A death is oftentimes a time of sadness. But that sadness can be compounded with confusion for surviving family members who are responsible for taking care of final arrangements. One of these arrangements that many are unfamiliar with is filing a final federal tax return for a deceased person. If you are responsible for the estate of someone who has died, here are some things you should know.

Filing a final tax return

Generally, the final individual income tax return of a deceased person is prepared and filed the same way as if the person were alive.

  • The return must report all income up to the date of death and claim all eligible credits and deductions.
  • If the deceased person did not file individual income tax returns for the years before their death, their surviving spouse or representative may have to file prior year returns.
  • The IRS considers the surviving spouse married for the full year their spouse died if they don’t remarry during that year.
  • The surviving spouse is eligible to use filing status “married filing jointly” or “married filing separately.”
  • The same tax deadlines apply for final returns.
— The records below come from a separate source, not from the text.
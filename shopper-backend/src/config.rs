use crate::agents::AgentKind;
use std::env;
use std::str::FromStr;
use thiserror::Error;

pub const DEFAULT_PORT: u16 = 8081;
pub const DEFAULT_LLM_ENDPOINT: &str = "http://localhost:11434/v1/chat/completions";
pub const DEFAULT_LLM_MODEL: &str = "llama3.1-cpu-custom";
pub const DEFAULT_REQUEST_TIMEOUT_SECS: u64 = 120;

#[derive(Debug, Clone, PartialEq, Eq, Error)]
pub enum ConfigError {
    #[error("{key} must be a valid number, got {value:?}")]
    InvalidNumber { key: String, value: String },

    #[error("AGENT_KIND must be one of product_recommender, price_tracker, review_analysis; got {0:?}")]
    InvalidAgentKind(String),
}

/// OpenAI-compatible chat completions endpoint shared by every agent
#[derive(Debug, Clone, PartialEq, Eq)]
pub struct LlmSettings {
    pub endpoint: String,
    pub model: String,
    pub api_key: Option<String>,
    pub timeout_secs: u64,
}

impl LlmSettings {
    fn from_lookup(lookup: &impl Fn(&str) -> Option<String>) -> Result<Self, ConfigError> {
        Ok(Self {
            endpoint: lookup("LLM_ENDPOINT").unwrap_or_else(|| DEFAULT_LLM_ENDPOINT.to_string()),
            model: lookup("LLM_MODEL").unwrap_or_else(|| DEFAULT_LLM_MODEL.to_string()),
            api_key: lookup("LLM_API_KEY").filter(|k| !k.is_empty()),
            timeout_secs: parse_or(lookup, "REQUEST_TIMEOUT_SECS", DEFAULT_REQUEST_TIMEOUT_SECS)?,
        })
    }
}

/// Orchestrator process settings
#[derive(Debug, Clone)]
pub struct Config {
    pub port: u16,
    pub product_recommender_card_url: String,
    pub price_tracker_card_url: String,
    pub review_analysis_card_url: String,
    pub llm: LlmSettings,
}

impl Config {
    pub fn from_env() -> Result<Self, ConfigError> {
        Self::from_lookup(|key| env::var(key).ok())
    }

    pub fn from_lookup(lookup: impl Fn(&str) -> Option<String>) -> Result<Self, ConfigError> {
        let card_url = |key: &str, kind: AgentKind| {
            lookup(key).unwrap_or_else(|| kind.default_card_url())
        };

        Ok(Self {
            port: parse_or(&lookup, "PORT", DEFAULT_PORT)?,
            product_recommender_card_url: card_url(
                "PRODUCT_RECOMMENDER_CARD_URL",
                AgentKind::ProductRecommender,
            ),
            price_tracker_card_url: card_url("PRICE_TRACKER_CARD_URL", AgentKind::PriceTracker),
            review_analysis_card_url: card_url(
                "REVIEW_ANALYSIS_CARD_URL",
                AgentKind::ReviewAnalysis,
            ),
            llm: LlmSettings::from_lookup(&lookup)?,
        })
    }

    pub fn card_url(&self, kind: AgentKind) -> &str {
        match kind {
            AgentKind::ProductRecommender => &self.product_recommender_card_url,
            AgentKind::PriceTracker => &self.price_tracker_card_url,
            AgentKind::ReviewAnalysis => &self.review_analysis_card_url,
        }
    }
}

/// Settings for one remote agent process
#[derive(Debug, Clone)]
pub struct AgentServerConfig {
    pub kind: AgentKind,
    pub host: String,
    pub port: u16,
    pub llm: LlmSettings,
}

impl AgentServerConfig {
    pub fn from_env() -> Result<Self, ConfigError> {
        Self::from_lookup(|key| env::var(key).ok())
    }

    pub fn from_lookup(lookup: impl Fn(&str) -> Option<String>) -> Result<Self, ConfigError> {
        let raw_kind = lookup("AGENT_KIND").unwrap_or_else(|| "product_recommender".to_string());
        let kind = AgentKind::from_str(raw_kind.trim())
            .map_err(|_| ConfigError::InvalidAgentKind(raw_kind.clone()))?;

        Ok(Self {
            kind,
            host: lookup("AGENT_HOST").unwrap_or_else(|| "localhost".to_string()),
            port: parse_or(&lookup, "AGENT_PORT", kind.default_port())?,
            llm: LlmSettings::from_lookup(&lookup)?,
        })
    }
}

fn parse_or<T: FromStr>(
    lookup: &impl Fn(&str) -> Option<String>,
    key: &str,
    default: T,
) -> Result<T, ConfigError> {
    match lookup(key) {
        Some(value) => value.trim().parse().map_err(|_| ConfigError::InvalidNumber {
            key: key.to_string(),
            value,
        }),
        None => Ok(default),
    }
}

#[cfg(test)]
mod tests {
    use super::*;
    use std::collections::HashMap;

    fn lookup(pairs: &[(&str, &str)]) -> impl Fn(&str) -> Option<String> {
        let map: HashMap<String, String> = pairs
            .iter()
            .map(|(k, v)| (k.to_string(), v.to_string()))
            .collect();
        move |key: &str| map.get(key).cloned()
    }

    #[test]
    fn test_orchestrator_defaults() {
        let config = Config::from_lookup(lookup(&[])).unwrap();
        assert_eq!(config.port, 8081);
        assert_eq!(
            config.price_tracker_card_url,
            "http://localhost:10001/.well-known/agent-card.json"
        );
        assert_eq!(
            config.card_url(AgentKind::ProductRecommender),
            "http://localhost:10003/.well-known/agent-card.json"
        );
        assert_eq!(config.llm.model, DEFAULT_LLM_MODEL);
        assert_eq!(config.llm.timeout_secs, 120);
        assert_eq!(config.llm.api_key, None);
    }

    #[test]
    fn test_orchestrator_overrides() {
        let config = Config::from_lookup(lookup(&[
            ("PORT", "9000"),
            ("REVIEW_ANALYSIS_CARD_URL", "http://reviews:8000"),
            ("LLM_API_KEY", "sk-test"),
        ]))
        .unwrap();
        assert_eq!(config.port, 9000);
        assert_eq!(config.review_analysis_card_url, "http://reviews:8000");
        assert_eq!(config.llm.api_key.as_deref(), Some("sk-test"));
    }

    #[test]
    fn test_invalid_port() {
        let err = Config::from_lookup(lookup(&[("PORT", "eighty")])).unwrap_err();
        assert_eq!(
            err,
            ConfigError::InvalidNumber {
                key: "PORT".to_string(),
                value: "eighty".to_string()
            }
        );
    }

    #[test]
    fn test_agent_server_port_follows_kind() {
        let config =
            AgentServerConfig::from_lookup(lookup(&[("AGENT_KIND", "price_tracker")])).unwrap();
        assert_eq!(config.kind, AgentKind::PriceTracker);
        assert_eq!(config.port, 10001);
        assert_eq!(config.host, "localhost");

        assert!(matches!(
            AgentServerConfig::from_lookup(lookup(&[("AGENT_KIND", "weather")])),
            Err(ConfigError::InvalidAgentKind(_))
        ));
    }
}
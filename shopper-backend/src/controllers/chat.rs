use actix_web::{web, HttpResponse};
use futures_util::stream;
use serde::{Deserialize, Serialize};

use crate::gateway::{ChatTurn, FrontendUpdate};
use crate::AppState;

pub const SESSION_HEADER: &str = "X-Session-Id";

#[derive(Debug, Deserialize)]
pub struct ChatRequest {
    #[serde(default)]
    pub session_id: Option<String>,
    pub message: String,
    #[serde(default)]
    pub history: Vec<ChatTurn>,
}

#[derive(Serialize)]
pub struct ErrorResponse {
    error: String,
}

pub fn config(cfg: &mut web::ServiceConfig) {
    cfg.service(web::resource("/api/chat").route(web::post().to(chat)));
}

/// Streams one JSON `FrontendUpdate` per line until the run finishes
async fn chat(state: web::Data<AppState>, body: web::Json<ChatRequest>) -> HttpResponse {
    let request = body.into_inner();
    let message = request.message.trim();
    if message.is_empty() {
        return HttpResponse::BadRequest().json(ErrorResponse {
            error: "message must not be empty".to_string(),
        });
    }

    let (session_id, updates) =
        state
            .gateway
            .handle_message(request.session_id.as_deref(), message, request.history);

    let body = stream::unfold(updates, |mut updates| async move {
        let update = updates.recv().await?;
        Some((Ok::<_, actix_web::Error>(web::Bytes::from(ndjson_line(&update))), updates))
    });

    HttpResponse::Ok()
        .content_type("application/x-ndjson")
        .insert_header((SESSION_HEADER, session_id))
        .streaming(body)
}

fn ndjson_line(update: &FrontendUpdate) -> String {
    match serde_json::to_string(update) {
        Ok(json) => format!("{}\n", json),
        Err(e) => {
            log::error!("[ORCHESTRATOR] Failed to encode update: {}", e);
            String::new()
        }
    }
}
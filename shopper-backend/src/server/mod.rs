//! Remote task endpoint: agent card plus the JSON-RPC task route

use crate::a2a::protocol::JSONRPC_VERSION;
use crate::a2a::{
    A2aMethod, AgentCard, RpcError, RpcRequest, RpcResponse, TaskIdParams, TaskRequest,
    TaskUpdate, AGENT_CARD_PATH,
};
use crate::agents::AgentKind;
use crate::capabilities::Capability;
use crate::controllers::health::VERSION;
use crate::executor::TaskExecutor;
use actix_web::{web, HttpResponse, Responder};
use futures_util::stream;
use serde::de::DeserializeOwned;
use serde_json::Value;
use std::str::FromStr;
use std::sync::Arc;
use tokio::sync::mpsc;

pub struct AgentServerState {
    pub card: AgentCard,
    pub executor: Arc<TaskExecutor>,
}

impl AgentServerState {
    pub fn new(card: AgentCard, executor: Arc<TaskExecutor>) -> Self {
        Self { card, executor }
    }

    /// State for one of the shopper agents, answering with `capability`
    pub fn for_kind(
        kind: AgentKind,
        host: &str,
        port: u16,
        capability: Arc<dyn Capability>,
    ) -> Self {
        Self::new(
            kind.agent_card(host, port),
            Arc::new(TaskExecutor::new(kind.identity(), capability)),
        )
    }
}

pub fn config(cfg: &mut web::ServiceConfig) {
    cfg.service(web::resource(AGENT_CARD_PATH).route(web::get().to(get_agent_card)));
    cfg.service(web::resource("/").route(web::post().to(handle_rpc)));
    cfg.service(web::resource("/api/health").route(web::get().to(health_check)));
}

async fn health_check(state: web::Data<AgentServerState>) -> impl Responder {
    HttpResponse::Ok().json(serde_json::json!({
        "status": "ok",
        "version": VERSION,
        "agent": state.card.name,
        "streaming": state.card.capabilities.streaming,
        "tasks": state.executor.tasks().len(),
    }))
}

async fn get_agent_card(state: web::Data<AgentServerState>) -> impl Responder {
    HttpResponse::Ok().json(&state.card)
}

async fn handle_rpc(state: web::Data<AgentServerState>, body: web::Bytes) -> HttpResponse {
    let request = match parse_request(&body) {
        Ok(request) => request,
        Err((id, error)) => return rpc_reply(RpcResponse::error(id, error)),
    };
    let id = request.id.clone();

    let method = match A2aMethod::from_str(&request.method) {
        Ok(method) => method,
        Err(_) => {
            log::warn!("[AGENT_SERVER] Unknown method {}", request.method);
            return rpc_reply(RpcResponse::error(id, RpcError::method_not_found()));
        }
    };
    log::debug!("[AGENT_SERVER] {} {}", state.card.name, method);

    let executor = state.executor.clone();
    match method {
        A2aMethod::Send => {
            let params: TaskRequest = match parse_params(request.params) {
                Ok(params) => params,
                Err(error) => return rpc_reply(RpcResponse::error(id, error)),
            };
            // Nobody listens on a blocking send; the snapshot carries the result
            let (queue, _updates) = mpsc::unbounded_channel();
            match executor.execute(&params, queue).await {
                Ok(task) => rpc_result(id, &task),
                Err(e) => rpc_reply(RpcResponse::error(id, e.to_rpc_error())),
            }
        }
        A2aMethod::Stream => {
            let params: TaskRequest = match parse_params(request.params) {
                Ok(params) => params,
                Err(error) => return rpc_reply(RpcResponse::error(id, error)),
            };
            let admitted = match executor.admit(&params) {
                Ok(admitted) => admitted,
                Err(e) => return rpc_reply(RpcResponse::error(id, e.to_rpc_error())),
            };

            let (queue, updates) = mpsc::unbounded_channel();
            tokio::spawn(async move {
                if let Err(e) = executor.run(admitted, queue).await {
                    log::warn!("[AGENT_SERVER] Streamed task ended early: {}", e);
                }
            });
            event_stream(updates)
        }
        A2aMethod::GetTask => {
            let task_id = match parse_task_id(request.params) {
                Ok(task_id) => task_id,
                Err(error) => return rpc_reply(RpcResponse::error(id, error)),
            };
            match executor.get_task(&task_id) {
                Ok(task) => rpc_result(id, &task),
                Err(e) => rpc_reply(RpcResponse::error(id, e.to_rpc_error())),
            }
        }
        A2aMethod::CancelTask => {
            let params: TaskIdParams = parse_params(request.params).unwrap_or_default();
            match executor.cancel(params.task_id.as_deref()) {
                Ok(task) => rpc_result(id, &task),
                Err(e) => rpc_reply(RpcResponse::error(id, e.to_rpc_error())),
            }
        }
    }
}

fn parse_request(body: &[u8]) -> Result<RpcRequest, (Value, RpcError)> {
    let raw: Value =
        serde_json::from_slice(body).map_err(|_| (Value::Null, RpcError::parse_error()))?;
    let id = raw.get("id").cloned().unwrap_or(Value::Null);
    let request: RpcRequest =
        serde_json::from_value(raw).map_err(|_| (id.clone(), RpcError::invalid_request()))?;
    if request.jsonrpc != JSONRPC_VERSION {
        return Err((id, RpcError::invalid_request()));
    }
    Ok(request)
}

fn parse_params<T: DeserializeOwned>(params: Value) -> Result<T, RpcError> {
    serde_json::from_value(params).map_err(|e| RpcError::invalid_params(e.to_string()))
}

fn parse_task_id(params: Value) -> Result<String, RpcError> {
    let params: TaskIdParams = parse_params(params)?;
    params
        .task_id
        .filter(|id| !id.trim().is_empty())
        .ok_or_else(|| RpcError::invalid_params("request must have a task_id"))
}

fn rpc_result(id: Value, result: &impl serde::Serialize) -> HttpResponse {
    match serde_json::to_value(result) {
        Ok(value) => rpc_reply(RpcResponse::success(id, value)),
        Err(e) => rpc_reply(RpcResponse::error(id, RpcError::internal_error(e.to_string()))),
    }
}

fn rpc_reply(response: RpcResponse) -> HttpResponse {
    HttpResponse::Ok().json(response)
}

/// One server-sent event per task update; the body ends with the queue.
fn event_stream(updates: mpsc::UnboundedReceiver<TaskUpdate>) -> HttpResponse {
    let body = stream::unfold(updates, |mut updates| async move {
        let update = updates.recv().await?;
        Some((Ok::<_, actix_web::Error>(web::Bytes::from(sse_frame(&update))), updates))
    });

    HttpResponse::Ok()
        .content_type("text/event-stream")
        .insert_header(("Cache-Control", "no-cache"))
        .streaming(body)
}

fn sse_frame(update: &TaskUpdate) -> String {
    match serde_json::to_string(&update.to_wire()) {
        Ok(json) => format!("data: {}\n\n", json),
        Err(e) => {
            log::error!("[AGENT_SERVER] Failed to encode update: {}", e);
            String::new()
        }
    }
}

#[cfg(test)]
mod tests {
    use super::*;
    use crate::a2a::protocol::{
        INVALID_PARAMS, METHOD_NOT_FOUND, PARSE_ERROR, TASK_NOT_FOUND, UNSUPPORTED_OPERATION,
    };
    use crate::a2a::{Task, TaskState, TaskStatusUpdate};
    use crate::capabilities::ScriptedCapability;
    use eventsource_stream::Eventsource;
    use futures_util::StreamExt;
    use std::convert::Infallible;
    use actix_web::{test, App};
    use serde_json::json;

    fn state(capability: ScriptedCapability) -> web::Data<AgentServerState> {
        web::Data::new(AgentServerState::for_kind(
            AgentKind::PriceTracker,
            "localhost",
            10001,
            Arc::new(capability.with_processing_message("Fetching live prices...")),
        ))
    }

    fn rpc(method: &str, params: Value) -> Value {
        json!({"jsonrpc": "2.0", "id": "req-1", "method": method, "params": params})
    }

    #[actix_web::test]
    async fn test_serves_agent_card() {
        let app = test::init_service(
            App::new()
                .app_data(state(ScriptedCapability::answering("x")))
                .configure(config),
        )
        .await;
        let req = test::TestRequest::get().uri(AGENT_CARD_PATH).to_request();
        let card: AgentCard = test::call_and_read_body_json(&app, req).await;
        assert_eq!(card.name, "price_tracker_agent");
        assert_eq!(card.url, "http://localhost:10001/");
    }

    #[actix_web::test]
    async fn test_health_reports_agent() {
        let app = test::init_service(
            App::new()
                .app_data(state(ScriptedCapability::answering("x")))
                .configure(config),
        )
        .await;
        let req = test::TestRequest::get().uri("/api/health").to_request();
        let body: Value = test::call_and_read_body_json(&app, req).await;
        assert_eq!(body["agent"], "price_tracker_agent");
        assert_eq!(body["streaming"], false);
        assert_eq!(body["tasks"], 0);
    }

    #[actix_web::test]
    async fn test_message_send_returns_completed_task() {
        let app = test::init_service(
            App::new()
                .app_data(state(ScriptedCapability::answering("Galaxy F54: 22,999")))
                .configure(config),
        )
        .await;
        let req = test::TestRequest::post()
            .uri("/")
            .set_json(rpc(
                "message/send",
                json!({"query_text": "price of F54", "task_id": "t1", "context_id": "ctx"}),
            ))
            .to_request();
        let resp: RpcResponse = test::call_and_read_body_json(&app, req).await;
        assert_eq!(resp.id, json!("req-1"));
        let task: Task = serde_json::from_value(resp.result.unwrap()).unwrap();
        assert_eq!(task.state, TaskState::Completed);
        assert_eq!(task.result_text(), Some("Galaxy F54: 22,999"));

        let req = test::TestRequest::post()
            .uri("/")
            .set_json(rpc("tasks/get", json!({"task_id": "t1"})))
            .to_request();
        let resp: RpcResponse = test::call_and_read_body_json(&app, req).await;
        assert!(resp.error.is_none());
    }

    #[actix_web::test]
    async fn test_message_stream_emits_lifecycle_events() {
        let app = test::init_service(
            App::new()
                .app_data(state(ScriptedCapability::answering("22,999")))
                .configure(config),
        )
        .await;
        let req = test::TestRequest::post()
            .uri("/")
            .set_json(rpc(
                "message/stream",
                json!({"query_text": "price of F54", "task_id": "t1", "context_id": "ctx"}),
            ))
            .to_request();
        let resp = test::call_service(&app, req).await;
        assert_eq!(
            resp.headers().get("content-type").unwrap(),
            "text/event-stream"
        );
        let body = test::read_body(resp).await;

        let frames: Vec<_> = stream::iter([Ok::<_, Infallible>(body)])
            .eventsource()
            .collect()
            .await;
        let updates: Vec<TaskStatusUpdate> = frames
            .into_iter()
            .map(|frame| serde_json::from_str(&frame.unwrap().data).unwrap())
            .collect();
        let states: Vec<TaskState> = updates.iter().map(|u| u.state).collect();
        assert_eq!(
            states,
            vec![TaskState::Submitted, TaskState::Working, TaskState::Completed]
        );
        assert_eq!(updates[1].message.as_deref(), Some("Fetching live prices..."));
        assert!(updates[2].is_final);
        assert_eq!(updates.iter().filter(|u| u.is_final).count(), 1);
    }

    #[actix_web::test]
    async fn test_rpc_errors() {
        let app = test::init_service(
            App::new()
                .app_data(state(ScriptedCapability::answering("x")))
                .configure(config),
        )
        .await;

        let cases = vec![
            (rpc("message/send", json!({"query_text": "q", "context_id": "ctx"})), INVALID_PARAMS),
            (rpc("message/stream", json!({"task_id": "t1", "context_id": "ctx"})), INVALID_PARAMS),
            (rpc("tasks/get", json!({"task_id": "missing"})), TASK_NOT_FOUND),
            (rpc("tasks/cancel", json!({"task_id": "missing"})), UNSUPPORTED_OPERATION),
            (rpc("tasks/resubscribe", json!({})), METHOD_NOT_FOUND),
        ];
        for (payload, code) in cases {
            let req = test::TestRequest::post().uri("/").set_json(payload).to_request();
            let resp: RpcResponse = test::call_and_read_body_json(&app, req).await;
            assert_eq!(resp.error.unwrap().code, code);
        }

        let req = test::TestRequest::post()
            .uri("/")
            .insert_header(("content-type", "application/json"))
            .set_payload("{not json")
            .to_request();
        let resp: RpcResponse = test::call_and_read_body_json(&app, req).await;
        assert_eq!(resp.error.unwrap().code, PARSE_ERROR);
    }
}
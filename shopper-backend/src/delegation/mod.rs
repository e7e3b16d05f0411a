//! Per-query merge of delegate outputs, addressable by display label

pub mod aggregator;

pub use aggregator::{
    humanize, DelegationAggregator, DelegationRecord, Observation, Progress,
    NO_QUERY_PLACEHOLDER, NO_RESPONSE_PLACEHOLDER, PROGRESS_BASELINE,
};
For example, if the deceased person died in 2022, their final return was due by April 18, 2023, unless the surviving spouse or representative had an extension to file.

Who should sign the tax return

Obviously, the deceased cannot sign his or her own tax return. Here’s how to determine who should sign it.

  • Any appointed representative must sign the return. If it’s a joint return, the surviving spouse must also sign it.
  • If there isn’t an appointed representative, the surviving spouse filing a joint return should sign the return and write in the signature area, “filing as surviving spouse.”
  • If there’s no appointed representative and no surviving spouse, the person in charge of the deceased person’s property must file and sign the return as “personal representative.”

Other documents to include with the final tax return

Court-appointed representatives should attach a copy of the court document showing their appointment. Representatives who aren’t court-appointed must include Form 1310, Statement of Person Claiming Refund Due a Deceased Taxpayer to claim any refund. Surviving spouses and court-appointed representatives don’t need to complete this form.

If tax is due, the filer should submit payment with the return or visit the payments page of IRS.gov for other payment options. If they can’t pay the amount due immediately, they may qualify for a payment plan or installment agreement.

Qualifying widow or widower

Surviving spouses with dependent children may be able to file as a Qualifying Surviving Spouse for two years after their spouse’s death. This filing status allows them to use joint return tax rates and the highest standard deduction amount if they don’t itemize deductions.

Changes to Required Minimum Distributions

Required Minimum Distributions (RMDs) are minimum amounts you must withdraw from your IRA or retirement plan account when you reach age 72. Beginning in 2023, the SECURE 2.0 Act changes the age RMDs must begin to age 73 for taxpayers that reach age 72 after December 31, 2022.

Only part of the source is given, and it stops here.